Why els? When you were a kid, I’m sure you used to upend rocks or logs in the park to see what scurried out when you did — ants, worms, etc. that are sources of endless fascination for kids. For me, now writing in my 50s, fascination has always come from seeing anomalies and leftovers from previous eras that somehow have survived under els where city agencies can’t see them such as signs, lamps and even unchanged stores and businesses. Thus, I walk in darkness, under the els.
Recently I traveled under the Astoria El between Queens Plaza and Ditmars Boulevard. The Queens and Queensboro Plaza areas — the latter is used only on the joint platform serving #7 and N trains — have been so named since about 1910, when the Queensboro became the first bridge to connect Manhattan and Queens. It opened up vast areas of western Queens for development and what had been a relatively quiet area on the edges of both Hunters Point and Dutch Kills became a transportation mecca. Construction for elevated trains to Astoria and Corona (eventually Flushing) was under way by 1915. Manhattan’s Second Avenue El was extended over the Queensboro to meet those lines at Queensboro Plaza, which filled two separate platforms over Queens Plaza North and South which had renamed from Jane Street.

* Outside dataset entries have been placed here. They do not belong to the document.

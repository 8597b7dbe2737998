//! # VCF variant calls for bioflat
//!
//! A VCF file describes its own INFO and FORMAT columns in its header. The header
//! lines are collected into a [`MetadataRegistry`] first, then every data line is
//! decoded into a [`VariantRecord`] whose values are typed according to those
//! declarations. Anything the header does not declare, or that does not match its
//! declaration, is kept as an untyped string instead of failing the record.
//!
//! ```no_run
//! use std::path::Path;
//! use bioflat_vcf::VariantTable;
//!
//! let table = VariantTable::try_from(Path::new("calls.vcf.gz")).unwrap();
//! for record in &table {
//!     println!("{}:{} {:?}", record.chrom, record.pos, record.genotype(0, "GT"));
//! }
//! ```

pub mod consts;
pub mod decoder;
pub mod header;
pub mod record;
pub mod table;
pub mod types;
pub mod writer;

pub use decoder::{CoercionError, decode_or_string, decode_value};
pub use header::{FieldDescriptor, MetaLine, MetadataRegistry, MetadataRegistryBuilder};
pub use record::VariantRecord;
pub use table::VariantTable;
pub use types::{Number, TypedValue, ValueType};
pub use writer::{VcfWrite, write_vcf};
use std::fmt::{self, Display};
use std::str::FromStr;

use bioflat_core::ParseError;

/// The `Type=` tag of an INFO or FORMAT declaration.
#[derive(Debug, Clone, Copy, PartialEq, Eq, Hash, Default)]
pub enum ValueType {
    #[default]
    String,
    Integer,
    Float,
    Character,
    Flag,
}

impl FromStr for ValueType {
    type Err = ParseError;

    fn from_str(s: &str) -> Result<Self, Self::Err> {
        match s {
            "String" => Ok(ValueType::String),
            "Integer" => Ok(ValueType::Integer),
            "Float" => Ok(ValueType::Float),
            "Character" => Ok(ValueType::Character),
            "Flag" => Ok(ValueType::Flag),
            _ => Err(ParseError::InvalidField {
                field: "Type",
                value: s.to_string(),
            }),
        }
    }
}

impl Display for ValueType {
    fn fmt(&self, f: &mut fmt::Formatter<'_>) -> fmt::Result {
        let s = match self {
            ValueType::String => "String",
            ValueType::Integer => "Integer",
            ValueType::Float => "Float",
            ValueType::Character => "Character",
            ValueType::Flag => "Flag",
        };
        write!(f, "{}", s)
    }
}

///
/// The `Number=` tag of an INFO or FORMAT declaration: how many values the
/// field carries.
///
#[derive(Debug, Clone, Copy, PartialEq, Eq, Hash, Default)]
pub enum Number {
    Count(usize),
    /// One value per alternate allele.
    A,
    /// One value per possible genotype.
    G,
    /// One value per allele, reference included.
    R,
    /// `.`, or anything else that is not a count.
    #[default]
    Unknown,
}

impl Number {
    /// Only `Number=1` fields decode to a single value.
    pub fn is_scalar(&self) -> bool {
        matches!(self, Number::Count(1))
    }
}

impl From<&str> for Number {
    /// Counts must be written canonically: `01` or `+1` are not counts.
    fn from(s: &str) -> Self {
        match s {
            "A" => Number::A,
            "G" => Number::G,
            "R" => Number::R,
            _ if is_canonical_count(s) => s.parse::<usize>().map(Number::Count).unwrap_or(Number::Unknown),
            _ => Number::Unknown,
        }
    }
}

fn is_canonical_count(s: &str) -> bool {
    !s.is_empty() && s.bytes().all(|b| b.is_ascii_digit()) && (s == "0" || !s.starts_with('0'))
}

impl Display for Number {
    fn fmt(&self, f: &mut fmt::Formatter<'_>) -> fmt::Result {
        match self {
            Number::Count(n) => write!(f, "{}", n),
            Number::A => write!(f, "A"),
            Number::G => write!(f, "G"),
            Number::R => write!(f, "R"),
            Number::Unknown => write!(f, "."),
        }
    }
}

///
/// A decoded INFO or FORMAT value.
///
/// Which variant a field decodes to is fixed by its declaration: the
/// [`ValueType`] picks the element type and [`Number`] picks scalar or vector.
/// `Flag` is always a scalar presence marker.
///
#[derive(Debug, Clone, PartialEq)]
pub enum TypedValue {
    String(String),
    StringVector(Vec<String>),
    Integer(i64),
    IntegerVector(Vec<i64>),
    Float(f64),
    FloatVector(Vec<f64>),
    Character(char),
    CharacterVector(Vec<char>),
    Flag(bool),
}

impl TypedValue {
    pub fn value_type(&self) -> ValueType {
        match self {
            TypedValue::String(_) | TypedValue::StringVector(_) => ValueType::String,
            TypedValue::Integer(_) | TypedValue::IntegerVector(_) => ValueType::Integer,
            TypedValue::Float(_) | TypedValue::FloatVector(_) => ValueType::Float,
            TypedValue::Character(_) | TypedValue::CharacterVector(_) => ValueType::Character,
            TypedValue::Flag(_) => ValueType::Flag,
        }
    }

    pub fn is_vector(&self) -> bool {
        matches!(
            self,
            TypedValue::StringVector(_)
                | TypedValue::IntegerVector(_)
                | TypedValue::FloatVector(_)
                | TypedValue::CharacterVector(_)
        )
    }

    /// Number of values carried; 1 for every scalar.
    pub fn len(&self) -> usize {
        match self {
            TypedValue::StringVector(v) => v.len(),
            TypedValue::IntegerVector(v) => v.len(),
            TypedValue::FloatVector(v) => v.len(),
            TypedValue::CharacterVector(v) => v.len(),
            _ => 1,
        }
    }

    pub fn is_empty(&self) -> bool {
        self.len() == 0
    }

    pub fn as_str(&self) -> Option<&str> {
        match self {
            TypedValue::String(s) => Some(s),
            _ => None,
        }
    }

    pub fn as_integer(&self) -> Option<i64> {
        match self {
            TypedValue::Integer(i) => Some(*i),
            _ => None,
        }
    }

    pub fn as_float(&self) -> Option<f64> {
        match self {
            TypedValue::Float(x) => Some(*x),
            _ => None,
        }
    }
}

fn join<T: Display>(values: &[T]) -> String {
    values
        .iter()
        .map(|v| v.to_string())
        .collect::<Vec<String>>()
        .join(",")
}

impl Display for TypedValue {
    /// Values are written back in VCF form, vectors joined by `,`.
    fn fmt(&self, f: &mut fmt::Formatter<'_>) -> fmt::Result {
        match self {
            TypedValue::String(s) => write!(f, "{}", s),
            TypedValue::StringVector(v) => write!(f, "{}", v.join(",")),
            TypedValue::Integer(i) => write!(f, "{}", i),
            TypedValue::IntegerVector(v) => write!(f, "{}", join(v)),
            TypedValue::Float(x) => write!(f, "{}", x),
            TypedValue::FloatVector(v) => write!(f, "{}", join(v)),
            TypedValue::Character(c) => write!(f, "{}", c),
            TypedValue::CharacterVector(v) => write!(f, "{}", join(v)),
            TypedValue::Flag(_) => Ok(()),
        }
    }
}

Businesses were attracted to Queens Plaza and its environs, as cars and even airplanes were produced at the Brewster Building, which still stands though its corner clock was taken down in 1950. In Sunnyside, across the vast trainyards serving railroad lines passing through Penn Station, a vast manufacturing district sprang up
Trolley lines also fed the elevated train traffic. In the 1930s, the city’s Independent Line created an express subway stop at Queens Plaza (though no transfer was made available to the three elevated lines at Queensboro). By 1942, the first cessation of public transportation occurred as the Second Avenue El ended service, though by then the Flushing Line IRT and 4th Avenue BMT lines were well-established. The end of the 2nd Avenue El did bring some sunlight to the plaza, as half of the elevated complex was razed.* Trolleys were eliminated gradually throughout the late 30s to the mid-50s, though one of NYC’s last trolley lines stopped midspan on the Queensboro at an elevator that took visitors to patients on Welfare (now Roosevelt) Island’s many hospitals and institutions, most of which have now vanished.
*See comment below.
For decades, while el traffic remained busy, Queens Plaza languished as the manufacturers vanished and were replaced by fast food joints and “gentleman’s clubs.” While Queens Plaza was home to a vast parking lot called “JFK Commuter Plaza,” one of NYC’s ugliest buildings, a Brutalist-come-Jetsons parking lot, was built at Queens Plaza and Jackson Avenue (it can be seen in all of its “unglory” on this FNY page). Something had to give.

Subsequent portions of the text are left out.